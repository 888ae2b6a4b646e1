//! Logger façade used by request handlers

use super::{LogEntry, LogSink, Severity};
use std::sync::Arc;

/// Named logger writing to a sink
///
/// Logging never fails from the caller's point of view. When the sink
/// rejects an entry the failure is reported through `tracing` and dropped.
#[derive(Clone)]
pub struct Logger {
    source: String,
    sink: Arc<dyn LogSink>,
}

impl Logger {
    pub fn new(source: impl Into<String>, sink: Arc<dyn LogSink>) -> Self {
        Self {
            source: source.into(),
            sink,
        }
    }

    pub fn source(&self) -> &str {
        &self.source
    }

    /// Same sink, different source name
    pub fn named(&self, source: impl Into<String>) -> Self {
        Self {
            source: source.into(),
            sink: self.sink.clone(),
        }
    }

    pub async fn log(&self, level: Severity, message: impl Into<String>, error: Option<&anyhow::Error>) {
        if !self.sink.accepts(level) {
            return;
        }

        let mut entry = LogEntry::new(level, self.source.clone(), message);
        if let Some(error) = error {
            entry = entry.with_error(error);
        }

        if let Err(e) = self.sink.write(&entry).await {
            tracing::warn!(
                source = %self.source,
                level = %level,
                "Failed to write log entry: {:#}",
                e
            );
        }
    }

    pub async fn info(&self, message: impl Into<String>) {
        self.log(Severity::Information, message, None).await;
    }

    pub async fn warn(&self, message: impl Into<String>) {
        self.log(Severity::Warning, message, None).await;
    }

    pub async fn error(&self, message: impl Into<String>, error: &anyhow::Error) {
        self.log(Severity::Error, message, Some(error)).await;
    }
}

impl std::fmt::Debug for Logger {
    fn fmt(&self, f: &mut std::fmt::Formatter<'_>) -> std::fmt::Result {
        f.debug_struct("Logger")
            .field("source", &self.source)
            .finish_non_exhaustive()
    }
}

■ ■ ■ ■ ■

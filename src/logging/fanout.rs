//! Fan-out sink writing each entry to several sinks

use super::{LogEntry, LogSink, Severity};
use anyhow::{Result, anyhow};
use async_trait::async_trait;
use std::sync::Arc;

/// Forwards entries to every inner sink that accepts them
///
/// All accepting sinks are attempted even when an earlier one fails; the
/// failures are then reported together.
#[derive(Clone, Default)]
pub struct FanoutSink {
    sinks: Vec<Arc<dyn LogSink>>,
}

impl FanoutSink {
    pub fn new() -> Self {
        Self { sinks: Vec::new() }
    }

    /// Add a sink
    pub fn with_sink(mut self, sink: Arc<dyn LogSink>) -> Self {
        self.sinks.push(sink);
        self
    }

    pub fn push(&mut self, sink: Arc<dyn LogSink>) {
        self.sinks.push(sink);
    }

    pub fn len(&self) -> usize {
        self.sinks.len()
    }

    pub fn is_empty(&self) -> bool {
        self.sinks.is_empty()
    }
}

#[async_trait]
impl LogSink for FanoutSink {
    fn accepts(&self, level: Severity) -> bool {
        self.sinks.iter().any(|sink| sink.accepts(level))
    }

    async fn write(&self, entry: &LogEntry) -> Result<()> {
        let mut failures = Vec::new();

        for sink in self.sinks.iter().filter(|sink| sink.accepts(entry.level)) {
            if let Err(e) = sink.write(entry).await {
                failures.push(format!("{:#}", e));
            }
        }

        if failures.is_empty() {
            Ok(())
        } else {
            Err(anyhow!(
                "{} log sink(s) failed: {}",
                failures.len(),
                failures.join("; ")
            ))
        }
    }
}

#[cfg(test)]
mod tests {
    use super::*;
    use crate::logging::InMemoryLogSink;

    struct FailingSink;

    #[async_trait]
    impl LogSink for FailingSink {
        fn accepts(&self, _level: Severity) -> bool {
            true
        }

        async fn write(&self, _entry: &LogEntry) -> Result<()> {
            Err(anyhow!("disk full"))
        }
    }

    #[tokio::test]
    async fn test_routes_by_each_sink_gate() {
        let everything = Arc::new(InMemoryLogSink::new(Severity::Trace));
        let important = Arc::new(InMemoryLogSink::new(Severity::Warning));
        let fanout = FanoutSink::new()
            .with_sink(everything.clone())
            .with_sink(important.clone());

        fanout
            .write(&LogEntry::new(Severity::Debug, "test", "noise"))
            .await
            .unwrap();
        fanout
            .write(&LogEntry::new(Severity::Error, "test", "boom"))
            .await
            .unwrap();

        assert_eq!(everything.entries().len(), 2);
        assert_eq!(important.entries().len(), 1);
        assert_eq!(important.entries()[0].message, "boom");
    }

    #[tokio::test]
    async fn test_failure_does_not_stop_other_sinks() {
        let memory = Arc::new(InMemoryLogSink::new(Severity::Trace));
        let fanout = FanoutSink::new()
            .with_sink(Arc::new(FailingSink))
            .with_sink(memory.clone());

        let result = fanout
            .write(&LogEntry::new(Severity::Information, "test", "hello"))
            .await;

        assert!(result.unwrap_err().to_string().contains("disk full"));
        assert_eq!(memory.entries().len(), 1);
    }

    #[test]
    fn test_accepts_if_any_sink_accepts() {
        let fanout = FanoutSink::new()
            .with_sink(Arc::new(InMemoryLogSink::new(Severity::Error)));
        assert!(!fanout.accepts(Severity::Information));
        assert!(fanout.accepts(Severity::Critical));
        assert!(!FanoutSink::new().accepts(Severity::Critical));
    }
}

■ ■ ■ ■ ■

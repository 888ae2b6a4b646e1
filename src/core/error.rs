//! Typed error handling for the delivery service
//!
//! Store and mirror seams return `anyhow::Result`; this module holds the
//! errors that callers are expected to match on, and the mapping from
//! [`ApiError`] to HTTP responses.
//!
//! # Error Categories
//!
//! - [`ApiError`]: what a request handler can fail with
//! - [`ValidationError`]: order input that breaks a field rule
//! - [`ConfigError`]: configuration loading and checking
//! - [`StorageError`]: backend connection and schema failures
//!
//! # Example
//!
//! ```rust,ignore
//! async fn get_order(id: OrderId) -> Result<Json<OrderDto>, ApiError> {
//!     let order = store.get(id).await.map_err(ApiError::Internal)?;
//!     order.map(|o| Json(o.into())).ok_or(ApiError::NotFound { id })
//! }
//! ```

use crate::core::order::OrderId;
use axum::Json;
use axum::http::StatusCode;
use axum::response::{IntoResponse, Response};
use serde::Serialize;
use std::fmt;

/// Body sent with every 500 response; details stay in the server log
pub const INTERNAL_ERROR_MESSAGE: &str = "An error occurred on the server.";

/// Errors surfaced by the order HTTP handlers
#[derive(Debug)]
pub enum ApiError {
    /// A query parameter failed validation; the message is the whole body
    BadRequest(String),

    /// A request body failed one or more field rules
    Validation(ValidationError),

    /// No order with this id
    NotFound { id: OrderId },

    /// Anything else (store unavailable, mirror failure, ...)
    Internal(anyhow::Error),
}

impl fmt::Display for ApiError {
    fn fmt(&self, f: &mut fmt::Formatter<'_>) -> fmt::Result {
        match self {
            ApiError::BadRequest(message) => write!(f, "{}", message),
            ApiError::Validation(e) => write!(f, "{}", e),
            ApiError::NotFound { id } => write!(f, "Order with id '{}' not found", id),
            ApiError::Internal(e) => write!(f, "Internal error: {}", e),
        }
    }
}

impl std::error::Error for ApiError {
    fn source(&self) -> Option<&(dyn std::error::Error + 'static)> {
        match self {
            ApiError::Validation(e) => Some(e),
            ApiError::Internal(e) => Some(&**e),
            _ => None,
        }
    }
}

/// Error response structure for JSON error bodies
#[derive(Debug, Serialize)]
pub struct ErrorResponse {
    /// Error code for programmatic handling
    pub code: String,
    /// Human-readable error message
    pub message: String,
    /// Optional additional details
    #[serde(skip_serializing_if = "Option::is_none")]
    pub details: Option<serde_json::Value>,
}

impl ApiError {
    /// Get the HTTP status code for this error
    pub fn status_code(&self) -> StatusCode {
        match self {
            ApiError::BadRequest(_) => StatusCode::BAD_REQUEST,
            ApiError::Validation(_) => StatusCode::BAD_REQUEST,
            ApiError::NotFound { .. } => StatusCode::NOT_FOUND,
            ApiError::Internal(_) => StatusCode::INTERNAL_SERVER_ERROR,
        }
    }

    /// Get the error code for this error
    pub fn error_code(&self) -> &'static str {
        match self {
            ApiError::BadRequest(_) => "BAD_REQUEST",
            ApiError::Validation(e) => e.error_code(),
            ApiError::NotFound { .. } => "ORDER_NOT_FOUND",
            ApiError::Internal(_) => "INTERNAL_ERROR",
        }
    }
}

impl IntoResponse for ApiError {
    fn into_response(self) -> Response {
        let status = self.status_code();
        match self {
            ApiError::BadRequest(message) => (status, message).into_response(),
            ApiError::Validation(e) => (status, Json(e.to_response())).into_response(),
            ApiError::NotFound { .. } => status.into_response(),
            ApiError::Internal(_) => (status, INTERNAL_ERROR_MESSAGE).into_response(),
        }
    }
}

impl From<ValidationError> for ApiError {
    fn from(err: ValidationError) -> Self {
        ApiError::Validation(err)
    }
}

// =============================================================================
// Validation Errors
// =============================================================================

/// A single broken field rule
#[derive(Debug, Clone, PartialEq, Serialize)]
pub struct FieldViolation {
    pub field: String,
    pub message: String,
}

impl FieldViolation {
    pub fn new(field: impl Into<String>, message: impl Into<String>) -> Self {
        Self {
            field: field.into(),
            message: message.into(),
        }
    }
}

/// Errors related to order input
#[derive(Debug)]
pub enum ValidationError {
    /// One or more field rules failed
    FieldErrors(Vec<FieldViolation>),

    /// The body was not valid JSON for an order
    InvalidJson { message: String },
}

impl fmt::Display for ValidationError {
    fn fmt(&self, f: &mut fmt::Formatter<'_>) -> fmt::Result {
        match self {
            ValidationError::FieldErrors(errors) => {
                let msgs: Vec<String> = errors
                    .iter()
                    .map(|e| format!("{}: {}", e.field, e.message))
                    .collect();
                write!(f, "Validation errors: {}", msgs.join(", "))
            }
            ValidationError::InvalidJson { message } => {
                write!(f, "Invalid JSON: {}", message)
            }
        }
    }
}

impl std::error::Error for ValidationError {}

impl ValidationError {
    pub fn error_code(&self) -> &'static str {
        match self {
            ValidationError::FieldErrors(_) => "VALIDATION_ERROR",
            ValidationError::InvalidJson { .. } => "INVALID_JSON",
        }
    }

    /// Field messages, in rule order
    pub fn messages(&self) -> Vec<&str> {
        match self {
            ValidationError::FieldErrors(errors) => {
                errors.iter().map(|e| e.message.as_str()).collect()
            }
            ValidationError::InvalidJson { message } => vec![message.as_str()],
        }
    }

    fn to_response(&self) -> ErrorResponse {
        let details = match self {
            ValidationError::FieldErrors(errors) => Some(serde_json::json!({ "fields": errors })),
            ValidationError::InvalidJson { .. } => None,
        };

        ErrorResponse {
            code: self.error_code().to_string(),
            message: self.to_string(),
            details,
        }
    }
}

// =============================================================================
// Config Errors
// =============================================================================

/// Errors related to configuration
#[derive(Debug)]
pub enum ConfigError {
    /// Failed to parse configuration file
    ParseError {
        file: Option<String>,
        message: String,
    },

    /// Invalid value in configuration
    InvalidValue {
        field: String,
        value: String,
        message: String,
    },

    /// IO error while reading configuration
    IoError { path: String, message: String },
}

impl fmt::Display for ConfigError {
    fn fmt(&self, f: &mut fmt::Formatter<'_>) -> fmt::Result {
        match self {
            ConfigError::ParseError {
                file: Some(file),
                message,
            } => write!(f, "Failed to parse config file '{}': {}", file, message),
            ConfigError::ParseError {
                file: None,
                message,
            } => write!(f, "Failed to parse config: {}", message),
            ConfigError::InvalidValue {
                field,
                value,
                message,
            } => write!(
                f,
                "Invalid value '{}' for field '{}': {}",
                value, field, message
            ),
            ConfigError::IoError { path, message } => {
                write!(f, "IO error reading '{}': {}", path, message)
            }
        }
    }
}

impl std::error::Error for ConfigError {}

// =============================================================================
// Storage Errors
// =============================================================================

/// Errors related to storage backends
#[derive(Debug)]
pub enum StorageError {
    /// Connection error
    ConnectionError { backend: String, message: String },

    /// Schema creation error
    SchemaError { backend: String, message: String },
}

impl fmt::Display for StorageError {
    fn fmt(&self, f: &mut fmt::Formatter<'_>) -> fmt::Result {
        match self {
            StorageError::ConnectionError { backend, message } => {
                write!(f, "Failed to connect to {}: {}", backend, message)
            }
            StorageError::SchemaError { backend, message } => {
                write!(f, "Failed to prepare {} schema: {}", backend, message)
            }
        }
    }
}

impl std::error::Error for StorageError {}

■ ■ ■ ■ ■

> [What is required]
Which lines above contain the word "important"? Copy each of them.

> [Response for this exercise]
        let important = Arc::new(InMemoryLogSink::new(Severity::Warning));
            .with_sink(important.clone());
        assert_eq!(important.entries().len(), 1);
        assert_eq!(important.entries()[0].message, "boom");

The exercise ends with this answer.